- Chilcotin: ?E?anx
- Directed by: Helen Haig-Brown
- Written by: Helen Haig-Brown
- Produced by: Leena Minifie Adrian Cox Natalia Tudge
- Starring: Edmund Lulua Kelly William
- Cinematography: Randy Che
- Edited by: Alec MacNeill Richardson
- Production company: Rugged Media
- Release date: October 14, 2009 (imagineNATIVE);
- Running time: 12 minutes
- Country: Canada
- Language: Tsilhqot'in

= The Cave (2009 film) =

2009 Canadian short science fiction film

The Cave (Tsilhqot'in: ?E?anx) is a Canadian short science fiction film, directed by Helen Haig-Brown and released in 2009. The first science fiction film shot in an Indigenous Canadian language, the film adapts a Tsilhqot'in tale about a man who discovers a portal to the spirit world while hunting a bear.
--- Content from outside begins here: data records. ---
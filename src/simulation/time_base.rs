// src/simulation/time_base.rs
//! Evenly spaced sample instants

use serde::Serialize;

use crate::config::AdcConfig;

/// Ordered sample instants over `[0, duration]`
///
/// Spacing is `duration / (n - 1)`, so the first instant is exactly `0.0` and the last
/// is exactly `duration`.
#[derive(Debug, Clone, PartialEq, Serialize)]
#[serde(transparent)]
pub struct TimeBase {
    instants: Vec<f64>,
    #[serde(skip)]
    spacing: f64,
}

impl TimeBase {
    /// Build the time base described by a validated configuration
    pub fn from_config(config: &AdcConfig) -> Self {
        Self::linspace(0.0, config.duration_s(), config.sample_count())
    }

    /// `count` evenly spaced points from `start` to `stop` inclusive
    ///
    /// The endpoint is written explicitly instead of accumulated so rounding never
    /// pushes it past `stop`. With fewer than two points the spacing is zero.
    pub fn linspace(start: f64, stop: f64, count: usize) -> Self {
        if count < 2 {
            return Self {
                instants: vec![start; count],
                spacing: 0.0,
            };
        }

        let spacing = (stop - start) / (count - 1) as f64;
        let mut instants: Vec<f64> = (0..count).map(|i| start + i as f64 * spacing).collect();
        instants[count - 1] = stop;

        Self { instants, spacing }
    }

    /// Distance between neighbouring instants
    pub fn spacing(&self) -> f64 {
        self.spacing
    }

    /// Number of instants
    pub fn len(&self) -> usize {
        self.instants.len()
    }

    /// Whether there are no instants
    pub fn is_empty(&self) -> bool {
        self.instants.is_empty()
    }

    /// Instants in order
    pub fn as_slice(&self) -> &[f64] {
        &self.instants
    }

    /// Iterate over the instants
    pub fn iter(&self) -> std::slice::Iter<'_, f64> {
        self.instants.iter()
    }

    /// Take the instants
    pub fn into_vec(self) -> Vec<f64> {
        self.instants
    }
}

impl AsRef<[f64]> for TimeBase {
    fn as_ref(&self) -> &[f64] {
        &self.instants
    }
}

#[cfg(test)]
mod tests {
    use super::*;

    #[test]
    fn test_linspace_endpoints_and_spacing() {
        let time = TimeBase::linspace(0.0, 1.0, 5);
        assert_eq!(time.as_slice(), &[0.0, 0.25, 0.5, 0.75, 1.0]);
        assert_eq!(time.spacing(), 0.25);
    }

    #[test]
    fn test_strictly_increasing() {
        let time = TimeBase::linspace(0.0, 1.0, 1000);
        assert_eq!(time.len(), 1000);
        assert!(time.as_slice().windows(2).all(|w| w[1] > w[0]));
        assert_eq!(time.as_slice()[999], 1.0);
    }

    #[test]
    fn test_from_config() {
        let config = AdcConfig::builder()
            .sample_count(11)
            .duration_s(2.0)
            .build()
            .unwrap();
        let time = TimeBase::from_config(&config);

        assert_eq!(time.len(), 11);
        assert!((time.spacing() - config.sample_spacing()).abs() < 1e-15);
        assert_eq!(time.as_slice()[0], 0.0);
        assert_eq!(time.as_slice()[10], 2.0);
    }

    #[test]
    fn test_degenerate_counts() {
        assert!(TimeBase::linspace(0.0, 1.0, 0).is_empty());
        let single = TimeBase::linspace(3.0, 1.0, 1);
        assert_eq!(single.as_slice(), &[3.0]);
        assert_eq!(single.spacing(), 0.0);
    }
}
The film stars Edmund Lulua as the hunter, and Kelly William as his spirit world guide. Narration is provided by the original tape recording of the story, which was first recorded by Haig-Brown's great uncle.

The film was produced as part of the Embargo Collective, a project spearheaded by the ImagineNATIVE Film and Media Arts Festival to commission the creation of short films in indigenous languages. It was shot in summer 2009 in the Nemaiah Valley near Williams Lake, British Columbia, and premiered at ImagineNATIVE in October 2009.

The film was named to the Toronto International Film Festival's annual year-end Canada's Top Ten list for 2009.